[Dataset entries]
#[cfg(test)]
mod tests {
    use super::*;
    use crate::model::{iris, Literal, Object};
    use crate::term::Concept;
    use proptest::prelude::*;

    #[test]
    fn slugify_pascal_case() {
        assert_eq!(slugify("SimpleLithology"), "simple-lithology");
    }

    #[test]
    fn slugify_camel_case_and_acronyms() {
        assert_eq!(slugify("sampleType"), "sample-type");
        assert_eq!(slugify("HTTPServer"), "http-server");
        assert_eq!(slugify("ISO"), "iso");
        assert_eq!(slugify("GeoSPARQL"), "geo-sparql");
    }

    #[test]
    fn slugify_drops_non_letters() {
        assert_eq!(slugify("Rock_Type"), "rock-type");
        assert_eq!(slugify("Vocab2020"), "vocab");
        assert_eq!(slugify("ISC2020"), "is");
        assert_eq!(slugify("1234"), "");
    }

    #[test]
    fn local_names_with_spaces_are_escaped() {
        assert_eq!(local_name("fine grained"), "fine%20grained");
        assert_eq!(local_name("a/b c"), "a/b%20c");
        assert_eq!(local_name("granite"), "granite");
    }

    #[test]
    fn scheme_sits_on_bare_vocabulary_iri() {
        let vocab = Vocabulary::builder("SimpleLithology")
            .base_url("https://example.org/")
            .scheme(ConceptScheme::new().with("skos:prefLabel", "Simple Lithology"))
            .build()
            .unwrap();
        let subject = Subject::Iri(Iri::new_unchecked("https://example.org/simple-lithology"));
        assert!(vocab.graph().contains(
            &subject,
            &Iri::new_unchecked(iris::RDF_TYPE),
            &Object::Iri(Iri::new_unchecked(iris::SKOS_CONCEPT_SCHEME)),
        ));
        assert!(vocab.graph().contains(
            &subject,
            &Iri::new_unchecked(iris::SKOS_PREF_LABEL),
            &Object::Literal(Literal::with_language("Simple Lithology", "en")),
        ));
    }

    #[test]
    fn explicit_name_and_iri_names() {
        let vocab = Vocabulary::builder("Ignored")
            .name("rocks")
            .base_url("https://example.org/")
            .term("a", Concept::new().named("alpha"))
            .term(
                "b",
                Concept::new().named(Iri::new_unchecked("https://other.org/beta")),
            )
            .build()
            .unwrap();
        let subjects: Vec<String> = vocab.graph().subjects().iter().map(|s| s.to_string()).collect();
        assert_eq!(
            subjects,
            [
                "<https://example.org/rocks#alpha>",
                "<https://other.org/beta>",
                "<https://example.org/rocks>",
            ]
        );
    }

    #[test]
    fn duplicate_local_names_are_rejected() {
        let err = Vocabulary::builder("Rocks")
            .base_url("https://example.org/")
            .term("granite", Concept::new())
            .term("other", Concept::new().named("granite"))
            .build()
            .unwrap_err();
        assert!(matches!(err, Error::DuplicateTerm { ref name, .. } if name == "granite"));
    }

    #[test]
    fn first_config_error_wins() {
        let err = Vocabulary::builder("Rocks")
            .option("unknown_opt", 1_i64)
            .option("namespace_separator", ":")
            .build()
            .unwrap_err();
        assert_eq!(
            err.as_config(),
            Some(&ConfigError::UnknownOption("unknown_opt".to_owned()))
        );
    }

    #[test]
    fn identifier_without_words_needs_explicit_name() {
        let err = Vocabulary::builder("2020")
            .base_url("https://example.org/")
            .build()
            .unwrap_err();
        assert!(matches!(err.as_config(), Some(ConfigError::InvalidValue { .. })));
    }

    proptest! {
        #[test]
        fn slugify_is_idempotent_on_slugs(slug in "[a-z]{1,8}(-[a-z]{1,8}){0,3}") {
            prop_assert_eq!(slugify(&slug), slug.clone());
            prop_assert_eq!(slugify(&slugify(&slug)), slug);
        }

        #[test]
        fn slugify_output_is_lowercase_words(input in "[A-Za-z0-9 _]{0,24}") {
            let slug = slugify(&input);
            prop_assert!(slug.chars().all(|c| c.is_ascii_lowercase() || c == '-'));
            prop_assert!(!slug.starts_with('-') && !slug.ends_with('-'));
            prop_assert_eq!(slugify(&slug), slug.clone());
        }
    }
}
//! SKOS vocabularies declared as typed Rust data.
//!
//! The `skos-builder` crate compiles a vocabulary declaration (an identifier,
//! a configuration block and an ordered list of named terms) into an RDF
//! graph, expanding text values into one language-tagged literal per
//! available translation. Graphs serialize to Turtle, N-Triples and JSON-LD,
//! and can be merged with existing vocabularies loaded from disk or the
//! network.
//!
//! # Entry Point
//!
//! ```
//! use skos_builder::{reference, Concept, Vocabulary};
//!
//! let vocab = Vocabulary::builder("Rocks")
//!     .prefix("rocks")
//!     .base_url("https://example.org/")
//!     .term("igneous", Concept::new().with("skos:prefLabel", "Igneous rock"))
//!     .term(
//!         "granite",
//!         Concept::new()
//!             .with("skos:prefLabel", "Granite")
//!             .with("skos:broader", reference("igneous")),
//!     )
//!     .build()
//!     .unwrap();
//! assert_eq!(vocab.namespace().as_str(), "https://example.org/rocks#");
//! ```
//!
//! # Serialization
//!
//! ```
//! # use skos_builder::{Concept, Format, Vocabulary};
//! # let vocab = Vocabulary::builder("Rocks")
//! #     .base_url("https://example.org/")
//! #     .term("granite", Concept::new())
//! #     .build()
//! #     .unwrap();
//! let turtle = vocab.serialize(Format::Turtle).unwrap();
//! assert!(turtle.contains("a skos:Concept"));
//! ```

#![deny(
    clippy::unwrap_used,
    clippy::expect_used,
    clippy::panic,
    missing_docs,
    clippy::missing_errors_doc
)]

pub mod decl;
pub mod error;
pub mod export;
pub mod graph;
pub mod model;
pub mod options;
pub mod prefix;
pub mod resolver;
pub mod serializer;
pub mod source;
pub mod term;
pub mod translate;
pub mod vocabularies;
pub mod vocabulary;

pub use error::{ConfigError, Error, Result};
pub use graph::{Graph, Triple};
pub use model::{BlankNode, Iri, Literal, Object, Subject};
pub use options::{OptionValue, Options, Separator};
pub use prefix::PrefixTable;
pub use resolver::{Identifier, Resolver};
pub use serializer::Format;
pub use term::{reference, Collection, Concept, ConceptScheme, SkosTerm, Term, Value};
pub use translate::{Catalog, EnglishOnly, Translations, Translator};
pub use vocabulary::{slugify, Vocabulary, VocabularyBuilder};
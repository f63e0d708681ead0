//! `skos-build`: compiles vocabulary declarations and writes each vocabulary
//! to the output directory.
//!
//! **Outputs**, per vocabulary and requested format:
//! - `<out>/<name>.ttl`: Turtle 1.1
//! - `<out>/<name>.nt`: N-Triples
//! - `<out>/<name>.json`: JSON-LD 1.1
//!
//! **Usage:**
//! ```text
//! skos-build [--decl <file>...] [--builtin] [--out <path>] [--format <fmt>...]
//! ```
//!
//! Log verbosity follows `RUST_LOG` (default `info`).

#![deny(
    clippy::unwrap_used,
    clippy::expect_used,
    clippy::panic,
    missing_docs,
    clippy::missing_errors_doc
)]

use std::fs;
use std::path::PathBuf;

use anyhow::{bail, Context, Result};
use clap::Parser;
use skos_builder::decl::compile_file;
use skos_builder::export::export_all;
use skos_builder::{vocabularies, Format, Vocabulary};
use tracing_subscriber::{fmt, prelude::*, EnvFilter};

/// Build SKOS vocabulary artifacts.
#[derive(Parser)]
#[command(name = "skos-build", about = "Build SKOS vocabulary artifacts")]
struct Args {
    /// Vocabulary declaration files (TOML).
    #[arg(long = "decl", value_name = "FILE")]
    decls: Vec<PathBuf>,

    /// Also build the vocabularies bundled with skos-builder.
    #[arg(long)]
    builtin: bool,

    /// Output directory for generated artifacts.
    #[arg(long, default_value = "public")]
    out: PathBuf,

    /// Output formats (ttl, nt, json). Defaults to all three.
    #[arg(long = "format", value_name = "FORMAT")]
    formats: Vec<Format>,
}

fn main() -> Result<()> {
    let args = Args::parse();
    init_tracing();

    if args.decls.is_empty() && !args.builtin {
        bail!("nothing to build: pass --decl <file> or --builtin");
    }

    let mut vocabs: Vec<Vocabulary> = Vec::new();
    if args.builtin {
        vocabs.extend(vocabularies::all().context("Failed to compile bundled vocabularies")?);
    }
    for path in &args.decls {
        let vocab =
            compile_file(path).with_context(|| format!("Failed to compile {}", path.display()))?;
        vocabs.push(vocab);
    }

    let out = &args.out;
    fs::create_dir_all(out)
        .with_context(|| format!("Failed to create output directory: {}", out.display()))?;

    for vocab in &vocabs {
        println!(
            "{} <{}>: {} triples",
            vocab.identifier(),
            vocab.iri(),
            vocab.graph().len()
        );
    }

    let formats = if args.formats.is_empty() {
        vec![Format::Turtle, Format::NTriples, Format::JsonLd]
    } else {
        args.formats
    };
    for format in formats {
        let written = export_all(&vocabs, out, format)
            .with_context(|| format!("Failed to write {format} output"))?;
        for path in written {
            println!("  Written: {}", path.display());
        }
    }

    println!("Build complete.");
    Ok(())
}

fn init_tracing() {
    tracing_subscriber::registry()
        .with(EnvFilter::try_from_default_env().unwrap_or_else(|_| EnvFilter::new("info")))
        .with(fmt::layer().with_writer(std::io::stderr))
        .init();
}
//! Local vocabulary sources read from disk.

use std::path::{Path, PathBuf};

use crate::error::{Error, Result};
use crate::graph::Graph;
use crate::serializer::Format;

use super::parse::parse;

/// A vocabulary stored in a file next to its declaration.
#[derive(Debug, Clone, PartialEq, Eq)]
pub struct LocalSource {
    name: String,
    path: PathBuf,
    base_dir: Option<PathBuf>,
    format: Option<Format>,
}

impl LocalSource {
    /// A source for `path`, declared by the vocabulary called `name`.
    pub fn new(name: impl Into<String>, path: impl Into<PathBuf>) -> Self {
        Self {
            name: name.into(),
            path: path.into(),
            base_dir: None,
            format: None,
        }
    }

    /// Resolves a relative `path` against `dir`, normally the directory of
    /// the declaring file.
    #[must_use]
    pub fn relative_to(mut self, dir: impl Into<PathBuf>) -> Self {
        self.base_dir = Some(dir.into());
        self
    }

    /// Overrides the format otherwise inferred from the file extension.
    #[must_use]
    pub fn with_format(mut self, format: Format) -> Self {
        self.format = Some(format);
        self
    }

    /// Declaring vocabulary name.
    #[must_use]
    pub fn name(&self) -> &str {
        &self.name
    }

    /// The path that [`load`](Self::load) reads.
    #[must_use]
    pub fn resolved_path(&self) -> PathBuf {
        match &self.base_dir {
            Some(dir) if self.path.is_relative() => dir.join(&self.path),
            _ => self.path.clone(),
        }
    }

    /// Format hint, else the file extension, else Turtle.
    #[must_use]
    pub fn format(&self) -> Format {
        self.format
            .or_else(|| Format::from_path(&self.path))
            .unwrap_or(Format::Turtle)
    }

    /// Reads and parses the file.
    ///
    /// # Errors
    ///
    /// Returns [`Error::LocalSourceNotFound`] if the resolved path is not a
    /// file, [`Error::Io`] if it cannot be read, and [`Error::Parse`] if its
    /// content is not valid in the chosen format.
    pub fn load(&self) -> Result<Graph> {
        let path = self.resolved_path();
        if !path.is_file() {
            return Err(Error::LocalSourceNotFound {
                name: self.name.clone(),
                path,
            });
        }
        let text = std::fs::read_to_string(&path)?;
        let format = self.format();
        tracing::debug!(name = %self.name, path = %path.display(), %format, "reading local source");
        parse(&text, format, &display(&path))
    }
}

fn display(path: &Path) -> String {
    path.display().to_string()
}
use hidewall::{is_blocked, plan, BlockedSiteSet, Options, Strategy, TargetRequest};
use std::io::Write;

#[test]
fn load_reads_entries_from_file() {
    let mut file = tempfile::NamedTempFile::new().expect("temp file");
    writeln!(file, "# paywalled news").expect("write");
    writeln!(file, "nytimes.com").expect("write");
    writeln!(file).expect("write");
    writeln!(file, "  wsj.com  ").expect("write");

    let set = BlockedSiteSet::load(file.path());

    assert_eq!(set.len(), 2);
    assert_eq!(set.entries(), ["nytimes.com", "wsj.com"]);
}

#[test]
fn load_of_missing_file_blocks_nothing() {
    let dir = tempfile::tempdir().expect("temp dir");
    let set = BlockedSiteSet::load(dir.path().join("absent.txt"));

    assert!(set.is_empty());
    assert!(!is_blocked("https://www.nytimes.com/x", &set));
}

#[test]
fn blocked_iff_some_entry_is_substring() {
    let set = BlockedSiteSet::parse("nytimes.com\nwsj.com\nft.com/content");

    assert!(is_blocked("https://www.nytimes.com/x", &set));
    assert!(is_blocked("https://www.wsj.com/articles/a", &set));
    assert!(is_blocked("https://www.ft.com/content/123", &set));
    assert!(!is_blocked("https://www.ft.com/markets", &set));
    assert!(!is_blocked("https://example.com/", &set));
}

#[test]
fn matching_is_not_domain_aware() {
    // Literal containment: the entry also hits unrelated hosts and paths.
    let set = BlockedSiteSet::new(["wsj.com"]);
    assert!(is_blocked("https://notwsj.com/", &set));
    assert!(is_blocked("https://example.com/about-wsj.com", &set));
}

#[test]
fn empty_set_never_blocks() {
    let set = BlockedSiteSet::parse("\n\n# nothing here\n");
    for url in ["https://www.nytimes.com/x", "https://example.com/", ""] {
        assert!(!is_blocked(url, &set));
    }
}

#[test]
fn nytimes_scenario_selects_blocked_plan() {
    let set = BlockedSiteSet::new(["nytimes.com"]);
    let request = TargetRequest::new("https://www.nytimes.com/x?y=1").expect("valid url");

    assert_eq!(request.clean_url(), "https://www.nytimes.com/x");
    assert!(is_blocked(request.clean_url(), &set));

    let plan = plan(&request, true, &Options::default(), None);
    assert_eq!(plan.strategy, Strategy::CacheProxy);
    assert_eq!(
        plan.endpoint,
        "https://archive.today/latest/https%3A%2F%2Fwww.nytimes.com%2Fx"
    );
}
use hidewall::encoding::decode_body;
use hidewall::{BlockedSiteSet, Bypass, Options};
use wiremock::matchers::method;
use wiremock::{Mock, MockServer, ResponseTemplate};

/// Windows-1252 bytes with no in-document declaration: only the header names the charset
const LEGACY_PAGE: &[u8] = b"<html><body><p>\x93Caf\xE9\x94 in M\xFCnchen</p></body></html>";

#[test]
fn header_charset_decodes_legacy_bytes() {
    let text = decode_body(LEGACY_PAGE, Some("text/html; charset=windows-1252"));
    assert!(text.contains("\u{201C}Café\u{201D} in München"));
}

#[test]
fn missing_charset_defaults_to_utf8_lossy() {
    let text = decode_body(LEGACY_PAGE, Some("text/html"));
    assert!(text.contains('\u{FFFD}'));
    assert!(text.contains("in M"));
}

#[test]
fn utf8_content_handled_correctly() {
    let html = "<p>é, ñ, ü, 中文</p>".as_bytes();
    assert_eq!(decode_body(html, None), "<p>é, ñ, ü, 中文</p>");
}

#[tokio::test]
async fn pipeline_uses_response_charset() {
    let filler = "<p>Plain ASCII filler so the mirror copy reads as an article.</p>".repeat(20);
    let page = [
        b"<html><body>".as_slice(),
        filler.as_bytes(),
        b"<p>\x93Caf\xE9\x94 in M\xFCnchen</p></body></html>".as_slice(),
    ]
    .concat();

    let server = MockServer::start().await;
    Mock::given(method("GET"))
        .respond_with(
            ResponseTemplate::new(200).set_body_raw(page, "text/html; charset=windows-1252"),
        )
        .mount(&server)
        .await;

    let options = Options {
        mirror_base: format!("{}/latest/", server.uri()),
        ..Options::default()
    };
    let bypass = Bypass::new(options, BlockedSiteSet::new(["example-news.com"]))
        .expect("engine builds");
    let response = bypass
        .handle(Some("https://www.example-news.com/story"), None)
        .await;

    assert_eq!(response.status, 200);
    assert!(response.body.contains("\u{201C}Café\u{201D} in München"));
}
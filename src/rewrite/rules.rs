//! The individual rewrite rules, applied in order by [`super::rewrite`].
//!
//! Each rule mutates the tree in place and returns how many elements it
//! touched. Resolution rules take the base URL as an `Option`: without a
//! parseable base, values are left as they are.

use crate::dom::{self, Document, Selection};
use crate::url_utils::{create_absolute_url, first_srcset_url, resolve_srcset};
use url::Url;

/// Elements injected by cache and archive providers around the mirrored page.
const CHROME_MARKER_SELECTOR: &str = r#"[id*="google-cache-hdr"], [id*="wm-ipp"], [id*="HEADER"]"#;

/// Lazy-load attributes used by some publishers instead of `src`/`srcset`.
const LAZY_SRC: &str = "data-gl-src";
const LAZY_SRCSET: &str = "data-gl-srcset";

const GALLERY_LINK_SELECTOR: &str = r#"a[href^="/picture-gallery"]"#;

/// Rule 1: remove every `<script>` with its content.
pub fn strip_scripts(doc: &Document) -> usize {
    dom::remove_all(&doc.select("script"))
}

/// Rule 2: remove banner/header elements added by the cache provider.
/// Matching on `id` is a case-sensitive substring test.
pub fn remove_chrome_markers(doc: &Document) -> usize {
    dom::remove_all(&doc.select(CHROME_MARKER_SELECTOR))
}

/// Rule 3: promote lazy-load sources and resolve image URLs.
///
/// An `<img>` carrying `data-gl-src` or `data-gl-srcset` takes its `src` /
/// `srcset` from them and loses the `data-gl-*` attributes. Whatever `src`
/// and `srcset` the image ends up with are then resolved against the base.
pub fn rewrite_images(doc: &Document, base: Option<&Url>) -> usize {
    let mut rewritten = 0;
    for node in doc.select("img").nodes() {
        let img = Selection::from(*node);
        let mut changed = false;

        if let Some(src) = dom::get_attribute(&img, LAZY_SRC) {
            dom::set_attribute(&img, "src", &src);
            dom::remove_attribute(&img, LAZY_SRC);
            changed = true;
        }
        if let Some(srcset) = dom::get_attribute(&img, LAZY_SRCSET) {
            dom::set_attribute(&img, "srcset", &srcset);
            dom::remove_attribute(&img, LAZY_SRCSET);
            changed = true;
        }
        changed |= resolve_attribute(&img, "src", |v| resolve(v, base));
        changed |= resolve_attribute(&img, "srcset", |v| resolve_set(v, base));

        if changed {
            rewritten += 1;
        }
    }
    rewritten
}

/// Rule 4: recover a figure's image from its responsive `<source>` markup.
///
/// The first URL of the first non-empty `<source srcset>` becomes the `src`
/// of the figure's `<img>`, or of a new `<img>` appended to the figure.
pub fn synthesize_figure_images(doc: &Document, base: Option<&Url>) -> usize {
    let mut synthesized = 0;
    for node in doc.select("figure").nodes() {
        let figure = Selection::from(*node);

        let candidate = figure.select("source[srcset]").nodes().iter().find_map(|source| {
            let srcset = dom::get_attribute(&Selection::from(*source), "srcset")?;
            first_srcset_url(&srcset).map(|url| resolve(url, base))
        });
        let Some(src) = candidate else {
            continue;
        };

        let images = figure.select("img");
        if images.length() > 0 {
            dom::set_attribute(&images, "src", &src);
        } else {
            dom::append_html(&figure, &format!(r#"<img src="{}">"#, dom::escape_html(&src)));
        }
        synthesized += 1;
    }
    synthesized
}

/// Rule 5: remove every `<aside>`.
pub fn drop_asides(doc: &Document) -> usize {
    dom::remove_all(&doc.select("aside"))
}

/// Rule 6: make site-relative gallery links absolute.
pub fn absolutize_gallery_links(doc: &Document, base: Option<&Url>) -> usize {
    let mut rewritten = 0;
    for node in doc.select(GALLERY_LINK_SELECTOR).nodes() {
        let link = Selection::from(*node);
        if resolve_attribute(&link, "href", |v| resolve(v, base)) {
            rewritten += 1;
        }
    }
    rewritten
}

fn resolve(value: &str, base: Option<&Url>) -> String {
    match base {
        Some(base) => create_absolute_url(value, base),
        None => value.to_string(),
    }
}

fn resolve_set(value: &str, base: Option<&Url>) -> String {
    match base {
        Some(base) => resolve_srcset(value, base),
        None => value.to_string(),
    }
}

/// Rewrites one attribute through `f`; true if the stored value changed.
fn resolve_attribute(sel: &Selection, name: &str, f: impl Fn(&str) -> String) -> bool {
    let Some(current) = dom::get_attribute(sel, name) else {
        return false;
    };
    let resolved = f(&current);
    if resolved == current {
        return false;
    }
    dom::set_attribute(sel, name, &resolved);
    true
}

• _Exercise requirements_
From the line holding "for node in doc.select(GALLERY_LINK_SELECTOR).nodes()" to the line holding "stored value changed.", inclusive, restate each line above exactly as written.

• _Written response_
    for node in doc.select(GALLERY_LINK_SELECTOR).nodes() {
        let link = Selection::from(*node);
        if resolve_attribute(&link, "href", |v| resolve(v, base)) {
            rewritten += 1;
        }
    }
    rewritten
}

fn resolve(value: &str, base: Option<&Url>) -> String {
    match base {
        Some(base) => create_absolute_url(value, base),
        None => value.to_string(),
    }
}

fn resolve_set(value: &str, base: Option<&Url>) -> String {
    match base {
        Some(base) => resolve_srcset(value, base),
        None => value.to_string(),
    }
}

/// Rewrites one attribute through `f`; true if the stored value changed.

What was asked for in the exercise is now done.